Urban farming, farm to table, local and organic, sustainability-are you someone who feels these are important ideas? If so, then you are someone who will be interested in Suburban Herbals.
Where do your medicines come from? Have you really thought about it? If you use pharmaceutical medicines, you are assuming a sterile lab, and I think you’d be mostly correct. But what if you are someone who uses more natural remedies or supplements? Where are those herbs grown how and by whom? Are the farming practices, labor laws, and shipping methods fair and sustainable? And for those of you who feel intention matters, what energetic patterns are carried in your remedies? Shouldn’t these be optimized if your goal is increased health, wellness and vitality?
These are questions I struggled with within my practice of naturopathic medicine. I graduated from Bastyr University in 1992 with my doctorate in naturopathic medicine, and have been teaching and practicing since that time. I’ve been involved with organics, herbs, and whole foods since 1976, working in retail, education, farming/gardening and medicine making.
The dream when I was younger was that everyone would return to natural healing methods, At some point I began to wonder “is that sustainable?” When practicing in California, I had many patients who would visit with a Tibetan doctor when they came to the Bay Area once or twice a year. One of these patients told me that the Dalai Lama actually asked Westerners to stop this. That Tibetan medicines were important for Tibetans, that Americans should use their own medicines.
What happens when a medicine grown on the other side of the planet becomes the hot new thing for the west? Do indigenous sustenance crops grown locally in that region get ripped out for this hot new thing? And what happens when the capricious Westerners move on to the next hot thing grown elsewhere? How much fossil fuel is used to ship this hot new thing halfway across the world? Who is overseeing the quality control, and the “organic” methods? We saw with Kava that harvesting methods are important too, as are proper plant i.d. Fair compensation and labor practices are a huge issue too. Who are you trusting with your health, wellness and vitality, and what is the consequence for you, the farmer and the planet??
This is not the first time in history that these issues have been examined. In the 17th century, a young man named Nicholas Culpeper, frustrated that the common people of London were routinely swindled by the apothecaries and doctors of the time with the promises of exotic medicines, began to teach people about the medicines in their own yards and surroundings. More recently, in 20th century America, a man named Euell Gibbons, wrote books letting us know what wild foods and medicines grew all around us.
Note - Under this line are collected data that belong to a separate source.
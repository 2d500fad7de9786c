// src/connection/lifecycle.rs

//! Defines `Connection`, which decides per operation whether to reuse a
//! persistent socket or open an ephemeral one, and serializes request/response
//! exchanges on it.

use super::connector::{Connector, TcpConnector};
use super::frame_transport::{FrameTransport, HslTransport};
use super::guard::ExchangeGuard;
use super::handshake::{AccountHandshake, HandshakeHook, NoHandshake};
use super::options::ConnectionOptions;
use crate::config::ClientConfig;
use crate::core::errors::{LinkError, LinkResult};
use crate::core::metrics;
use crate::core::protocol::{HslPacket, SelfCheckProtocol};
use crate::core::protocol::hsl::{opcodes, pack_string};
use crate::core::transport::MessageDescriptor;
use crate::core::{LinkSocket, ManagedSocket, SocketCloser, Transport};
use bytes::Bytes;
use std::fmt;
use std::sync::Arc;
use std::sync::atomic::{AtomicBool, Ordering};
use std::time::Duration;
use tokio::sync::Mutex;
use tokio::time::Instant;
use tracing::{debug, info, warn};
use uuid::Uuid;

/// A connect failure faster than this on the first attempt is retried once
/// immediately; the peer was most likely just reset.
pub const FAST_FAILURE_WINDOW: Duration = Duration::from_millis(500);

/// One logical connection to a remote endpoint.
pub struct Connection<P: FrameTransport> {
    id: String,
    endpoint: String,
    options: ConnectionOptions,
    protocol: P,
    handshake: Arc<dyn HandshakeHook>,
    connector: Arc<dyn Connector>,
    transport: Transport,
    persistent: AtomicBool,
    in_error: AtomicBool,
    /// The interactive lock. It also holds the persistent socket between
    /// exchanges.
    socket: Mutex<Option<LinkSocket>>,
}

impl<P: FrameTransport> fmt::Debug for Connection<P> {
    fn fmt(&self, f: &mut fmt::Formatter<'_>) -> fmt::Result {
        f.debug_struct("Connection")
            .field("id", &self.id)
            .field("endpoint", &self.endpoint)
            .field("persistent", &self.is_persistent())
            .field("in_error", &self.is_in_error())
            .finish()
    }
}

impl<P: FrameTransport> Connection<P> {
    pub fn new(endpoint: impl Into<String>, protocol: P, transport: Transport) -> Self {
        Self {
            id: Uuid::new_v4().to_string(),
            endpoint: endpoint.into(),
            options: ConnectionOptions::default(),
            protocol,
            handshake: Arc::new(NoHandshake),
            connector: Arc::new(TcpConnector),
            transport,
            persistent: AtomicBool::new(false),
            in_error: AtomicBool::new(false),
            socket: Mutex::new(None),
        }
    }

    pub fn with_options(mut self, options: ConnectionOptions) -> Self {
        self.persistent = AtomicBool::new(options.persistent);
        self.options = options;
        self
    }

    pub fn with_handshake(mut self, handshake: Arc<dyn HandshakeHook>) -> Self {
        self.handshake = handshake;
        self
    }

    pub fn with_connector(mut self, connector: Arc<dyn Connector>) -> Self {
        self.connector = connector;
        self
    }

    pub fn id(&self) -> &str {
        &self.id
    }

    pub fn endpoint(&self) -> &str {
        &self.endpoint
    }

    pub fn options(&self) -> &ConnectionOptions {
        &self.options
    }

    pub fn protocol(&self) -> &P {
        &self.protocol
    }

    pub fn transport(&self) -> &Transport {
        &self.transport
    }

    pub fn is_persistent(&self) -> bool {
        self.persistent.load(Ordering::Acquire)
    }

    pub fn is_in_error(&self) -> bool {
        self.in_error.load(Ordering::Acquire)
    }

    /// Switches to persistent mode without connecting; the first operation
    /// connects lazily.
    pub fn set_persistent_connection(&self) {
        self.persistent.store(true, Ordering::Release);
    }

    /// Replaces any existing socket with a fresh, initialized one and enters
    /// persistent mode.
    pub async fn connect_server(&self) -> LinkResult<()> {
        let mut slot = self.socket.lock().await;
        if let Some(mut stale) = slot.take() {
            debug!("Connection {} dropping its previous socket.", self.id);
            stale.close().await;
        }
        self.persistent.store(true, Ordering::Release);
        match self.open_socket().await {
            Ok(socket) => {
                *slot = Some(socket);
                self.in_error.store(false, Ordering::Release);
                info!("Connection {} connected to {}.", self.id, self.endpoint);
                Ok(())
            }
            Err(e) => {
                self.in_error.store(true, Ordering::Release);
                Err(e)
            }
        }
    }

    /// Leaves persistent mode and closes the socket, running the disconnect
    /// hook first when the socket is healthy.
    pub async fn connect_close(&self) -> LinkResult<()> {
        let mut slot = self.socket.lock().await;
        self.persistent.store(false, Ordering::Release);
        let mut result = Ok(());
        if let Some(mut socket) = slot.take() {
            if !socket.is_closed() && !self.is_in_error() {
                result = self
                    .handshake
                    .extra_on_disconnect(&self.transport, &mut socket)
                    .await;
            }
            socket.close().await;
            info!("Connection {} closed.", self.id);
        }
        self.in_error.store(false, Ordering::Release);
        result
    }

    /// Sends `command` and, when a receive timeout is configured, returns the
    /// unpacked response.
    pub async fn read_from_core_server(&self, command: &[u8]) -> LinkResult<Vec<u8>> {
        let has_response = self.options.receive_timeout.is_some();
        self.read_from_core_server_with(command, has_response).await
    }

    /// The end-to-end exchange used by every protocol call.
    pub async fn read_from_core_server_with(
        &self,
        command: &[u8],
        has_response: bool,
    ) -> LinkResult<Vec<u8>> {
        self.exchange_and_accept(command, has_response, Ok).await
    }

    /// Runs one exchange and hands the response to `accept` while the socket
    /// is still held. A rejected response invalidates the socket like any
    /// other failure.
    async fn exchange_and_accept<T, F>(
        &self,
        command: &[u8],
        has_response: bool,
        accept: F,
    ) -> LinkResult<T>
    where
        F: FnOnce(Vec<u8>) -> LinkResult<T>,
    {
        let mut slot = self.socket.lock().await;
        let mut socket = self.get_available_socket(&mut slot).await?;

        let guard = ExchangeGuard::new(&self.in_error, &self.id);
        let result = self
            .exchange(&mut socket, command, has_response)
            .await
            .and_then(accept);
        guard.complete(result.is_ok());

        match &result {
            Ok(_) if self.is_persistent() => *slot = Some(socket),
            Ok(_) => self.release_ephemeral(socket).await,
            Err(e) => {
                warn!(
                    "Exchange on connection {} failed: {}. The next call reconnects.",
                    self.id, e
                );
                socket.abort();
            }
        }
        result
    }

    async fn exchange(
        &self,
        socket: &mut LinkSocket,
        command: &[u8],
        has_response: bool,
    ) -> LinkResult<Vec<u8>> {
        let packed = self.protocol.pack_command(command)?;
        let mut descriptor = self.protocol.new_descriptor();
        descriptor.set_sent_bytes(&packed);

        self.transport.send(socket, &packed).await?;
        if !has_response {
            return Ok(Vec::new());
        }

        let frame = self
            .transport
            .receive_by_message(socket, self.options.receive_timeout, &descriptor, None)
            .await?;
        descriptor.check_header(&frame)?;
        self.protocol.unpack_response(&packed, &frame)
    }

    /// Hands out a usable socket. A persistent connection reuses its socket
    /// unless it is missing or in error; an ephemeral one always connects fresh.
    async fn get_available_socket(&self, slot: &mut Option<LinkSocket>) -> LinkResult<LinkSocket> {
        if !self.is_persistent() {
            return self.open_socket().await;
        }

        match slot.take() {
            Some(socket) if !self.is_in_error() && !socket.is_closed() => Ok(socket),
            stale => {
                if let Some(mut socket) = stale {
                    socket.abort();
                }
                match self.open_socket().await {
                    Ok(socket) => {
                        self.in_error.store(false, Ordering::Release);
                        Ok(socket)
                    }
                    Err(e) => {
                        self.in_error.store(true, Ordering::Release);
                        Err(e)
                    }
                }
            }
        }
    }

    async fn release_ephemeral(&self, mut socket: LinkSocket) {
        if let Err(e) = self
            .handshake
            .extra_on_disconnect(&self.transport, &mut socket)
            .await
        {
            debug!("Disconnect hook on connection {} failed: {}", self.id, e);
        }
        socket.close().await;
    }

    /// Connects (with the fast-failure retry) and runs the connect hook.
    async fn open_socket(&self) -> LinkResult<LinkSocket> {
        let started = Instant::now();
        let mut socket = match self.connect_once().await {
            Ok(socket) => socket,
            Err(e) if retry_immediately(&e, started.elapsed()) => {
                info!(
                    "Connect to {} failed fast ({}), retrying once.",
                    self.endpoint, e
                );
                metrics::RECONNECT_RETRIES_TOTAL.inc();
                self.connect_once().await?
            }
            Err(e) => {
                warn!("Connect to {} failed: {}", self.endpoint, e);
                return Err(e);
            }
        };

        if let Err(e) = self
            .handshake
            .initialize_on_connect(&self.transport, &mut socket)
            .await
        {
            warn!("Connect hook on {} failed: {}", self.endpoint, e);
            socket.abort();
            return Err(e);
        }
        self.transport.error_counter().reset();
        Ok(socket)
    }

    /// One connect attempt guarded by a watchdog entry.
    async fn connect_once(&self) -> LinkResult<LinkSocket> {
        let closer = SocketCloser::new();
        let timeout = self.options.connect_timeout;
        let guard = self
            .transport
            .watchdog()
            .register(closer.clone(), Some(timeout));

        let result = tokio::select! {
            biased;
            _ = closer.closed() => None,
            result = self.connector.connect(&self.endpoint) => Some(result),
        };
        guard.succeed();

        match result {
            Some(Ok((stream, peer))) if !guard.is_timed_out() => {
                Ok(ManagedSocket::from_parts(stream, closer, peer))
            }
            Some(Err(e)) if !guard.is_timed_out() => Err(self
                .transport
                .connection_failure(format!("connect to {} failed: {e}", self.endpoint))),
            _ => {
                metrics::SOCKET_ERRORS_TOTAL.inc();
                Err(LinkError::ConnectTimeout {
                    endpoint: self.endpoint.clone(),
                    code: -self.transport.error_counter().increment(),
                    timeout,
                })
            }
        }
    }
}

fn retry_immediately(error: &LinkError, elapsed: Duration) -> bool {
    !matches!(error, LinkError::ConnectTimeout { .. }) && elapsed < FAST_FAILURE_WINDOW
}

impl Connection<HslTransport> {
    /// Applies the client section of the config: timeouts, persistence and,
    /// when a username is set, the account login on every fresh socket.
    pub fn with_client_config(self, config: &ClientConfig) -> Self {
        let options = ConnectionOptions::from(config);
        let receive_timeout = options.receive_timeout;
        let connection = self.with_options(options);
        if config.username.is_empty() {
            return connection;
        }
        let protocol =
            SelfCheckProtocol::new(connection.protocol.token()).with_receive_timeout(receive_timeout);
        let handshake = AccountHandshake::new(protocol, &config.username, &config.password);
        connection.with_handshake(Arc::new(handshake))
    }

    /// Sends one envelope and returns the peer's reply envelope.
    pub async fn self_check_request(
        &self,
        opcode: i32,
        user_code: i32,
        content: impl Into<Bytes>,
    ) -> LinkResult<HslPacket> {
        self.self_check_exchange(opcode, user_code, content, Ok).await
    }

    /// Sends a string under `user_code` and expects a string back.
    pub async fn read_string(&self, user_code: i32, value: &str) -> LinkResult<String> {
        self.self_check_exchange(opcodes::USER_STRING, user_code, pack_string(value), |reply| {
            expect_opcode(&reply, opcodes::USER_STRING)?;
            reply.content_string()
        })
        .await
    }

    pub async fn read_bytes(&self, user_code: i32, content: &[u8]) -> LinkResult<Bytes> {
        self.self_check_exchange(
            opcodes::USER_BYTES,
            user_code,
            Bytes::copy_from_slice(content),
            |reply| {
                expect_opcode(&reply, opcodes::USER_BYTES)?;
                Ok(reply.content)
            },
        )
        .await
    }

    async fn self_check_exchange<T, F>(
        &self,
        opcode: i32,
        user_code: i32,
        content: impl Into<Bytes>,
        accept: F,
    ) -> LinkResult<T>
    where
        F: FnOnce(HslPacket) -> LinkResult<T>,
    {
        let token = self.protocol.token();
        let request = HslPacket::new(opcode, user_code, token, content).encode()?;
        let has_response = self.options.receive_timeout.is_some();
        self.exchange_and_accept(&request, has_response, |reply| {
            if reply.is_empty() {
                // No response was expected.
                return accept(HslPacket::new(opcode, user_code, token, Bytes::new()));
            }
            accept(HslPacket::decode(&reply)?)
        })
        .await
    }
}

fn expect_opcode(reply: &HslPacket, expected: i32) -> LinkResult<()> {
    if reply.opcode != expected {
        return Err(LinkError::OpcodeMismatch {
            expected,
            received: reply.opcode,
        });
    }
    Ok(())
}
This is what Suburban Herbal offers: locally produced medicines, grown with intention and loved, harvested and processed by someone who’s been in it for 40 years, with a passion for sustainability, health and wellness and vitality.
We also plan to offer educational info, and classes. Currently we offer some classes through www.communityschoolofnaturaltherapeutics.com . As we grow we will develop more resources on this site as well. Our goal is for you to be inspired to replace your lawn with medicinal plants and/or food plants. It is the most sustainable way. Eat local, heat local, treat local.